New high-speed flash memory may take over current flash technology

Solid-state memory is already a critical piece of technology as the demand for high-speed storage increases in computing and personal electronics to commercial grade and high-end products. Solid-state memory offers not only faster operations but also lower power requirements compared to current hard disk drives which contain mechanical parts and require more power to perform read and write activities.

Advancements in solid-state memory technology have brought us from the old days of the ROM technology to recent advances in NOR and NAND flash memory used in the most common personal media devices. So what's next for solid-state, non-volatile memory?

Intel and STMicroelectronics recently announced the delivery of the first Phase Change Memory prototypes (PCM) to customers for preliminary testing of this new technology. PCM is a type of memory similar to RAM which also includes the non-volatile characteristics of current flash memory technology. PCM has the ability to read and write data much faster while requiring less power to perform these operations.

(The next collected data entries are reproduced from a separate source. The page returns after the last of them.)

use std::fmt::Write;
use std::path::Path;

use indexmap::IndexMap;

use super::ComponentRegistry;
use crate::error::AppError;
use crate::model::{ComponentDefinition, Parameter};

fn input_line(param: &Parameter) -> String {
    let requirement = if param.is_required() { "required" } else { "optional" };
    let mut line = format!(
        "- {} ({}): {} ({requirement})",
        param.name(),
        param.param_type(),
        param.description(),
    );
    if let Some(default) = param.default_value() {
        let _ = write!(line, " [default: {default}]");
    }
    match (param.min_value(), param.max_value()) {
        (Some(min), Some(max)) => {
            let _ = write!(line, " [range: {min}..{max}]");
        }
        (Some(min), None) => {
            let _ = write!(line, " [min: {min}]");
        }
        (None, Some(max)) => {
            let _ = write!(line, " [max: {max}]");
        }
        (None, None) => {}
    }
    line
}

fn component_section(out: &mut String, key: &str, def: &ComponentDefinition) {
    let _ = writeln!(out, "### {} ({key})", def.name());
    let _ = writeln!(out, "{}\n", def.description());

    if !def.input_params().is_empty() {
        out.push_str("**Inputs:**\n");
        for param in def.input_params() {
            out.push_str(&input_line(param));
            out.push('\n');
        }
        out.push('\n');
    }

    if !def.output_params().is_empty() {
        out.push_str("**Outputs:**\n");
        for param in def.output_params() {
            let _ = writeln!(out, "- {} ({}): {}", param.name(), param.param_type(), param.description());
        }
        out.push('\n');
    }

    if !def.examples().is_empty() {
        out.push_str("**Examples:**\n");
        for example in def.examples() {
            let _ = writeln!(out, "- {example}");
        }
        out.push('\n');
    }

    out.push_str("---\n\n");
}

/// Markdown reference of every component, grouped by category, for an LLM
/// system prompt.
pub fn component_reference(registry: &ComponentRegistry) -> String {
    let mut out = String::from("Available Grasshopper Components:\n\n");

    for category in registry.categories() {
        let _ = writeln!(out, "## {category}\n");
        for (key, def) in registry.entries().filter(|(_, d)| d.category() == category) {
            component_section(&mut out, key, def);
        }
    }

    out
}

/// Reference for a single component, or `None` if it is not registered.
pub fn describe_component(registry: &ComponentRegistry, name: &str) -> Option<String> {
    let def = registry.lookup(name)?;
    let mut out = String::new();
    component_section(&mut out, &def.key(), &def);
    Some(out)
}

/// Write the registry as a JSON knowledge base keyed by registry key.
pub fn export_knowledge_base(registry: &ComponentRegistry, path: &Path) -> Result<usize, AppError> {
    let data: IndexMap<&str, &ComponentDefinition> =
        registry.entries().map(|(key, def)| (key, def.as_ref())).collect();
    crate::persist::write_json(path, &data)?;
    tracing::info!(path = %path.display(), count = data.len(), "exported component knowledge base");
    Ok(data.len())
}
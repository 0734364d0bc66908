use gauntlet_types::{ContentHash, TypeError};

/// Errors from object store operations.
#[derive(Debug, thiserror::Error)]
pub enum StoreError {
    /// The requested hash is neither a stored object nor a git redirect.
    #[error("object not found: {0}")]
    NotFound(ContentHash),

    /// A textual hash failed validation.
    #[error("invalid object hash: {0}")]
    InvalidHash(#[from] TypeError),

    /// An upload exceeded the configured size limit.
    #[error("object too large: exceeds {max} bytes")]
    TooLarge { max: u64 },

    /// The git redirect index could not be read or written.
    #[error("redirect index {path}: {reason}")]
    Index { path: String, reason: String },

    /// I/O error from the underlying directory tree.
    #[error("I/O error: {0}")]
    Io(#[from] std::io::Error),
}

/// Result alias for store operations.
pub type StoreResult<T> = Result<T, StoreError>;
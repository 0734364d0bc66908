//! Content hashing for Gauntlet.
//!
//! Every object key is the SHA-1 of the object's bytes. Hashing is always
//! incremental: the adapters here fold bytes into the digest as they pass
//! through a reader or writer, so no caller ever needs a second pass.

pub mod hasher;

pub use hasher::{ContentHasher, HashingReader, HashingWriter};
use tokio::net::TcpListener;
use tracing::info;

use gauntlet_store::FsObjectStore;

use crate::config::ServerConfig;
use crate::error::{ServerError, ServerResult};
use crate::git::{GitCli, GitIndexer};
use crate::router::{build_router, AppState};

/// Gauntlet object store server.
pub struct GauntletServer {
    config: ServerConfig,
    state: AppState,
}

impl GauntletServer {
    /// Open the object directory named by `config`, indexing git
    /// repositories with the system `git`.
    pub fn new(config: ServerConfig) -> ServerResult<Self> {
        Self::with_git_indexer(config, GitCli::new())
    }

    pub fn with_git_indexer(
        config: ServerConfig,
        git: impl GitIndexer + 'static,
    ) -> ServerResult<Self> {
        let store = FsObjectStore::open(&config.objects_dir, config.git_dir())?
            .with_max_object_size(config.max_object_size);
        Ok(Self {
            state: AppState::new(store, git),
            config,
        })
    }

    pub fn config(&self) -> &ServerConfig {
        &self.config
    }

    /// Build the router (useful for testing).
    pub fn router(&self) -> axum::Router {
        build_router(self.state.clone())
    }

    /// Bind the configured address and serve until the process exits.
    pub async fn serve(self) -> ServerResult<()> {
        let listener = TcpListener::bind(self.config.bind_addr).await?;
        self.serve_on(listener).await
    }

    /// Serve on an already-bound listener.
    pub async fn serve_on(self, listener: TcpListener) -> ServerResult<()> {
        let addr = listener.local_addr()?;
        info!(%addr, objects_dir = %self.config.objects_dir.display(), "gauntlet server listening");
        axum::serve(listener, self.router())
            .await
            .map_err(|e| ServerError::Internal(e.to_string()))
    }
}

#[cfg(test)]
mod tests {
    use super::*;

    #[test]
    fn server_construction_creates_directories() {
        let dir = tempfile::tempdir().unwrap();
        let config = ServerConfig {
            objects_dir: dir.path().join("objects"),
            ..ServerConfig::default()
        };
        let server = GauntletServer::new(config).unwrap();
        assert!(dir.path().join("objects").is_dir());
        assert!(dir.path().join("objects/git").is_dir());
        assert_eq!(server.config().bind_addr.port(), 8000);
        let _router = server.router();
    }
}
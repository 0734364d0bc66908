use thiserror::Error;

/// Errors produced by type operations.
#[derive(Debug, Error, PartialEq, Eq)]
pub enum TypeError {
    #[error("invalid hex string: {0}")]
    InvalidHex(String),

    #[error("invalid hash length: expected {expected} characters, got {actual}")]
    InvalidLength { expected: usize, actual: usize },

    #[error("invalid package name: '{0}'")]
    InvalidPackageName(String),

    #[error("compose entries are in <package>:<hash> form, got '{0}'")]
    InvalidComposeEntry(String),
}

The joint development program between Intel and STMicroelectronics has come up with this prototype PCM product codenamed Alverstone, a 128Mbit device manufactured using a 90nm process, which is aimed to take on current flash memory technologies such as NOR and NAND flash memory -- commonly used in USB thumb drives.

It's no surprise that current flash memory technology degrades over a certain amount of operations performed. Current NOR and NAND flash memory can usually withstand 100,000 and 1,000,000 cycles respectively before the media begins to degrade. But memory products using PCM technology have a much higher endurance with a tolerance of about 100 million cycles before the effects of degradation become evident.

One of the main downfalls of PCM is that degradation occurs under high temperatures which can cause data loss due to the way the technology writes to the contained cells, however, Intel and STMicroelectronics may be able to find a way to overcome the hurdle.

Current prototypes of Alverstone have shipped to customers such as cellular phone manufacturers and media device developers to test the implementation of such memory products in their devices. If they like what they see we may see the improved memory architecture in products soon.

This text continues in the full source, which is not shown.